CN111400026B

CN111400026B - Distributed load balancing method based on master-slave backup technology

Info

Publication number: CN111400026B
Application number: CN201911119106.2A
Authority: CN
Inventors: 谢在鹏; 李博文; 张基; 朱晓瑞; 徐媛媛; 叶保留; 毛莺池
Original assignee: Hohai University HHU
Current assignee: Hohai University HHU
Priority date: 2019-11-15
Filing date: 2019-11-15
Publication date: 2023-02-28
Anticipated expiration: 2039-11-15
Also published as: CN111400026A

Abstract

The invention discloses a distributed load balancing method of a master-slave backup technology, which comprises the following steps: s1, dividing a node set; s2, dividing a task set; s3, distributing subtasks; s4, recording the execution time; s5, calculating execution efficiency; s6, solving a distribution scheme; by modeling the task allocation problem as a linear programming problem, and by analyzing the abstract model, the solution of the task allocation feasible domain is realized. Meanwhile, in combination with practical problems, a task allocation and dynamic adjustment method with backup is provided, and the method aims to realize task allocation according to efficiency on a distributed cluster with backup and reduce apparent performance relevance among nodes as much as possible. The method and the device can avoid increasing the extra burden of the backup node as much as possible when the task amount of the main node is increased, and further can relieve the influence of performance difference between the nodes on the whole task running time.

Description

Distributed load balancing method based on master-slave backup technology

Technical Field

The invention belongs to the field of computer communication, and particularly relates to a distributed load balancing method based on a master-slave backup technology.

Background

In distributed systems, the key way to tolerate a process failure is to put multiple identical processes into a group, and when a message is sent to the group itself for processing, all members accept and process it. In this way, if one process in the group fails, some other process may take over for it. Under the condition of needing fault tolerance, a process copying method is usually used, and when a main process crashes, a backup process replaces the task of the current main process; in the case of needing to improve the performance, the main process is usually copied by using copy and cache extension and redundancy coding to form a process group, tasks can be recovered more quickly due to the existence of redundancy (task redundancy part based on MDS codes is recovered quickly), and the communication quantity required by the tasks can be reduced (communication load based on CDC coding is reduced).

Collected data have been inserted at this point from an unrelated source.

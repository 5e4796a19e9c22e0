//! Exit code classification
//!
//! One table maps each subcommand's accepted exit codes to outcomes. Lock
//! and repository-skip codes are accepted everywhere as transient; every
//! other code is a hard failure.

use autopatch_types::exit_code::{
    LOCKED, OK, PATCHES_AVAILABLE, REBOOT_NEEDED, REPOS_SKIPPED, RESTART_NEEDED,
    SECURITY_PATCHES_AVAILABLE,
};
use autopatch_types::{Outcome, Subcommand};

type Row = &'static [(i32, Outcome)];

const CHECK: Row = &[
    (OK, Outcome::NoPatchesNeeded),
    (PATCHES_AVAILABLE, Outcome::PatchesAvailable),
    (SECURITY_PATCHES_AVAILABLE, Outcome::SecurityPatchesAvailable),
];

const LIST: Row = &[(OK, Outcome::Listed)];

const APPLY: Row = &[
    (OK, Outcome::AppliedOk),
    (REBOOT_NEEDED, Outcome::AppliedRebootNeeded),
    (RESTART_NEEDED, Outcome::AppliedRestartManagerNeeded),
];

const POST_CHECK: Row = &[
    (OK, Outcome::PostCheckOk),
    (REBOOT_NEEDED, Outcome::PostCheckRebootNeeded),
];

const TRANSIENT: Row = &[(LOCKED, Outcome::Locked), (REPOS_SKIPPED, Outcome::ReposSkipped)];

fn row(subcommand: Subcommand) -> Row {
    match subcommand {
        Subcommand::Check => CHECK,
        Subcommand::List => LIST,
        Subcommand::Apply => APPLY,
        Subcommand::PostCheck => POST_CHECK,
    }
}

/// Map a subcommand's exit code to its outcome
#[must_use]
pub fn classify(subcommand: Subcommand, exit_code: i32) -> Outcome {
    row(subcommand)
        .iter()
        .chain(TRANSIENT)
        .find(|(code, _)| *code == exit_code)
        .map_or(Outcome::HardFailure(exit_code), |(_, outcome)| *outcome)
}

/// Exit codes that count as success for `subcommand`
#[must_use]
pub fn accepted_codes(subcommand: Subcommand) -> Vec<i32> {
    row(subcommand).iter().map(|(code, _)| *code).collect()
}

/// Whether `exit_code` completes `subcommand` without failing the call
#[must_use]
pub fn is_accepted(subcommand: Subcommand, exit_code: i32) -> bool {
    row(subcommand).iter().any(|(code, _)| *code == exit_code)
}
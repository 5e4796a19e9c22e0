use autopatch_types::Severity;
use serde::{Deserialize, Serialize};

/// Report assembly and delivery
#[derive(Debug, Clone, Serialize, Deserialize)]
#[serde(tag = "type", rename_all = "snake_case")]
pub enum ReportEvent {
    /// The full report text, logged before delivery
    Composed { body: String },

    /// Nothing worth reporting happened
    Skipped,

    Sent { to: String, mailhost: String },
}

impl ReportEvent {
    #[must_use]
    pub fn level(&self) -> Severity {
        match self {
            Self::Composed { .. } | Self::Skipped | Self::Sent { .. } => Severity::Debug,
        }
    }

    #[must_use]
    pub fn message(&self) -> String {
        match self {
            Self::Composed { body } => body.clone(),
            Self::Skipped => "nothing to report".to_string(),
            Self::Sent { to, mailhost } => format!("report sent to {to} via {mailhost}"),
        }
    }
}
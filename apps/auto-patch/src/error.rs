//! CLI error handling

use std::fmt;

use autopatch_errors::UserFacingError;
use autopatch_types::INTERNAL_ERROR;

/// CLI-specific error type
#[derive(Debug)]
pub enum CliError {
    /// Configuration could not be loaded
    Config(autopatch_errors::Error),
    /// The patch run failed without a zypper exit code
    Ops(autopatch_errors::Error),
}

impl CliError {
    /// Process exit code for this error
    #[must_use]
    pub fn exit_code(&self) -> i32 {
        match self {
            CliError::Config(_) => INTERNAL_ERROR,
            CliError::Ops(e) => e.process_exit_code(),
        }
    }

    /// The underlying domain error
    #[must_use]
    pub fn inner(&self) -> &autopatch_errors::Error {
        match self {
            CliError::Config(e) | CliError::Ops(e) => e,
        }
    }
}

impl fmt::Display for CliError {
    fn fmt(&self, f: &mut fmt::Formatter<'_>) -> fmt::Result {
        let e = match self {
            CliError::Config(e) => {
                write!(f, "Configuration error: ")?;
                e
            }
            CliError::Ops(e) => e,
        };
        write!(f, "{}", e.user_message())?;
        if let Some(hint) = e.user_hint() {
            write!(f, "\n  Hint: {hint}")?;
        }
        Ok(())
    }
}

impl std::error::Error for CliError {
    fn source(&self) -> Option<&(dyn std::error::Error + 'static)> {
        match self {
            CliError::Config(e) | CliError::Ops(e) => Some(e),
        }
    }
}

impl From<autopatch_errors::Error> for CliError {
    fn from(e: autopatch_errors::Error) -> Self {
        CliError::Ops(e)
    }
}
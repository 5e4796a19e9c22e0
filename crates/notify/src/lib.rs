#![deny(clippy::pedantic, unsafe_code)]
#![allow(clippy::module_name_repetitions)]

//! Report delivery for auto-patch
//!
//! A [`MailReport`] is a plain-text body with its envelope. Delivery goes
//! through the [`ReportSender`] trait; [`SmtpSender`] hands the mail to an
//! SMTP relay without TLS or authentication, which is what a local MTA
//! on port 25 expects.

mod smtp;

#[cfg(any(test, feature = "test-utils"))]
pub mod testing;

pub use smtp::SmtpSender;

use autopatch_config::MailSettings;
use autopatch_errors::NotifyError;

/// A report ready to be delivered
#[derive(Debug, Clone, PartialEq, Eq)]
pub struct MailReport {
    pub from: String,
    /// One or more comma-separated recipients
    pub to: String,
    pub subject: String,
    pub mailhost: String,
    pub body: String,
}

impl MailReport {
    #[must_use]
    pub fn compose(settings: &MailSettings, body: impl Into<String>) -> Self {
        Self {
            from: settings.from.clone(),
            to: settings.to.clone(),
            subject: settings.subject.clone(),
            mailhost: settings.mailhost.clone(),
            body: body.into(),
        }
    }

    /// Individual recipient addresses
    pub fn recipients(&self) -> impl Iterator<Item = &str> {
        self.to
            .split(',')
            .map(str::trim)
            .filter(|address| !address.is_empty())
    }
}

/// Capability to deliver a report
pub trait ReportSender {
    /// Deliver `report`
    ///
    /// # Errors
    ///
    /// Returns an error if the report cannot be composed or delivered.
    fn send(&self, report: &MailReport) -> Result<(), NotifyError>;
}

impl<T: ReportSender + ?Sized> ReportSender for &T {
    fn send(&self, report: &MailReport) -> Result<(), NotifyError> {
        (**self).send(report)
    }
}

In a conventional process backup scheme, a main process running on a main node is completely copied to form a backup process, and the backup process is placed on a backup node. Because the nodes have a full backup relationship, strong consistency needs to be ensured between the main node and the backup nodes, and the task quantity of the main node is increased while the task quantity of the backup nodes is correspondingly increased. When the performance of the master node and the backup node in the group is different, increasing the task load of the master node may cause a non-negligible running time difference between the master node and the backup node, which affects the real-time performance of backup.

Disclosure of Invention

The invention aims to: in order to model the task allocation problem into a linear programming problem, the solution of a task allocation feasible domain is realized through the analysis of an abstract model, and meanwhile, a task allocation and dynamic adjustment method with backup is provided by combining with an actual problem.

The technical scheme is as follows: the invention provides a distributed load balancing method based on a master-slave backup technology, which comprises the following specific steps:

(1) Dividing a node set according to the constructed node distributed cluster;

(2) Running a task for setting a backup level on a cluster, and dividing all tasks in the same batch into task sets;

(3) Distributing tasks contained in the task set to the corresponding node set according to the node set and the task set obtained in the steps (1) and (2);

(4) After all the nodes finish the received tasks, collecting and recording the execution time;

(5) Acquiring the calculation efficiency of each node, and normalizing the calculation execution efficiency;

(6) And establishing an equation set through known constants, converting the deformation into a linear programming problem, and further solving the distribution scheme.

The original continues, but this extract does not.